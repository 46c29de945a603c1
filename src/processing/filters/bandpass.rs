use super::FilterInstance;

use serde::{Deserialize, Serialize};

#[derive(Debug, Serialize, Deserialize, Clone, PartialEq)]
pub struct BandPassFilterConfig {
    pub f_low: f64,
    pub f_high: f64,
}

#[derive(Debug, Clone, Copy)]
enum FilterKind {
    HighPass,
    LowPass,
}

pub struct BandPassFilter {
    high_pass: SecondOrderFilter,
    low_pass: SecondOrderFilter,
}

struct SecondOrderFilter {
    a: [f64; 3],
    b: [f64; 3],
    x: [f64; 2],
    y: [f64; 2],
}

impl SecondOrderFilter {
    fn new(f0: f64, fs: f64, kind: FilterKind) -> Self {
        let q = (2.0f64).sqrt() / 2.0; // Butterworth
        let omega = 2.0 * std::f64::consts::PI * f0 / fs;
        let alpha = f64::sin(omega) / (2.0 * q);
        let cos = f64::cos(omega);

        let (b0, b1, b2) = match kind {
            FilterKind::HighPass => ((1.0 + cos) / 2.0, -(1.0 + cos), (1.0 + cos) / 2.0),
            FilterKind::LowPass => ((1.0 - cos) / 2.0, 1.0 - cos, (1.0 - cos) / 2.0),
        };

        SecondOrderFilter {
            a: [1.0 + alpha, -2.0 * cos, 1.0 - alpha],
            b: [b0, b1, b2],
            x: [0.0, 0.0],
            y: [0.0, 0.0],
        }
    }

    fn calculate_output(&mut self, input: f64) -> f64 {
        let output = (self.b[0] / self.a[0]) * input
            + (self.b[1] / self.a[0]) * self.x[0]
            + (self.b[2] / self.a[0]) * self.x[1]
            - (self.a[1] / self.a[0]) * self.y[0]
            - (self.a[2] / self.a[0]) * self.y[1];

        // Update internal sample history
        self.x[1] = self.x[0];
        self.x[0] = input;
        self.y[1] = self.y[0];
        self.y[0] = output;

        output
    }

    fn reset(&mut self) {
        self.x = [0.0, 0.0];
        self.y = [0.0, 0.0];
    }
}

impl BandPassFilter {
    pub fn new(config: &BandPassFilterConfig, fs: f64) -> Self {
        BandPassFilter {
            high_pass: SecondOrderFilter::new(config.f_low, fs, FilterKind::HighPass),
            low_pass: SecondOrderFilter::new(config.f_high, fs, FilterKind::LowPass),
        }
    }
}

impl FilterInstance for BandPassFilter {
    fn filter_sample(&mut self, sample: f32) -> f32 {
        // High-pass first, then low-pass on its output
        let high_pass_output = self.high_pass.calculate_output(sample as f64);
        self.low_pass.calculate_output(high_pass_output) as f32
    }

    fn reset(&mut self) {
        self.high_pass.reset();
        self.low_pass.reset();
    }
}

══════════════════════════════

> _WHAT THE TASK ASKS_
Set each line down exactly, beginning at the one containing "self.y[0] = output;" and ending at the last line of the material above.

> _OUTPUT BELOW_
        self.y[0] = output;

        output
    }

    fn reset(&mut self) {
        self.x = [0.0, 0.0];
        self.y = [0.0, 0.0];
    }
}

impl BandPassFilter {
    pub fn new(config: &BandPassFilterConfig, fs: f64) -> Self {
        BandPassFilter {
            high_pass: SecondOrderFilter::new(config.f_low, fs, FilterKind::HighPass),
            low_pass: SecondOrderFilter::new(config.f_high, fs, FilterKind::LowPass),
        }
    }
}

impl FilterInstance for BandPassFilter {
    fn filter_sample(&mut self, sample: f32) -> f32 {
        // High-pass first, then low-pass on its output
        let high_pass_output = self.high_pass.calculate_output(sample as f64);
        self.low_pass.calculate_output(high_pass_output) as f32
    }

    fn reset(&mut self) {
        self.high_pass.reset();
        self.low_pass.reset();
    }
}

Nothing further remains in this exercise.